- Work order: Starting with the first line below, reproduce each line exactly until you have included the one bearing "if let Some(path)".

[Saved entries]
::::::::
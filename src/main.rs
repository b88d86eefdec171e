use std::io::Write;
use std::path::Path;

use anyhow::{Context, Result};
use churn_lens::{load_file, render, Args, ChurnLensApp};
use clap::Parser;
use eframe::egui;

fn main() -> Result<()> {
    let args = Args::parse();
    env_logger::Builder::from_env(env_logger::Env::default().default_filter_or(args.log_level()))
        .init();

    if let Some(out) = &args.export {
        return export(&args, out);
    }

    let options = eframe::NativeOptions {
        viewport: egui::ViewportBuilder::default()
            .with_inner_size([1400.0, 900.0])
            .with_min_inner_size([800.0, 500.0]),
        ..Default::default()
    };

    let mut app = ChurnLensApp::new(args.defaults());
    if let Some(path) = args.data_path() {
        app.state.load_path(&path);
    }

    eframe::run_native(
        "Churn Lens – Bank Customer Churn Dashboard",
        options,
        Box::new(|_cc| Ok(Box::new(app))),
    )
    .map_err(|e| anyhow::anyhow!("running the dashboard window: {e}"))
}

/// Headless mode: render one filter selection and write the view as JSON.
fn export(args: &Args, out: &Path) -> Result<()> {
    let data = args
        .data_path()
        .context("no dataset given and bank_customer_churn_data.csv not found")?;
    let dataset = load_file(&data)?;
    let view = render(&dataset, &args.criteria(&dataset));
    log::info!(
        "Exporting view of {} customers to {}",
        view.customer_count,
        out.display()
    );

    let json = serde_json::to_string_pretty(&view).context("serializing view")?;
    if out == Path::new("-") {
        let mut stdout = std::io::stdout().lock();
        writeln!(stdout, "{json}").context("writing to stdout")?;
    } else {
        std::fs::write(out, json).with_context(|| format!("writing {}", out.display()))?;
    }
    Ok(())
}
::::::::
- Result of this task:
filename src/main.rs
repository b88d86eefdec171e
use std::io::Write;
use std::path::Path;

use anyhow::{Context, Result};
use churn_lens::{load_file, render, Args, ChurnLensApp};
use clap::Parser;
use eframe::egui;

fn main() -> Result<()> {
    let args = Args::parse();
    env_logger::Builder::from_env(env_logger::Env::default().default_filter_or(args.log_level()))
        .init();

    if let Some(out) = &args.export {
        return export(&args, out);
    }

    let options = eframe::NativeOptions {
        viewport: egui::ViewportBuilder::default()
            .with_inner_size([1400.0, 900.0])
            .with_min_inner_size([800.0, 500.0]),
        ..Default::default()
    };

    let mut app = ChurnLensApp::new(args.defaults());
    if let Some(path) = args.data_path() {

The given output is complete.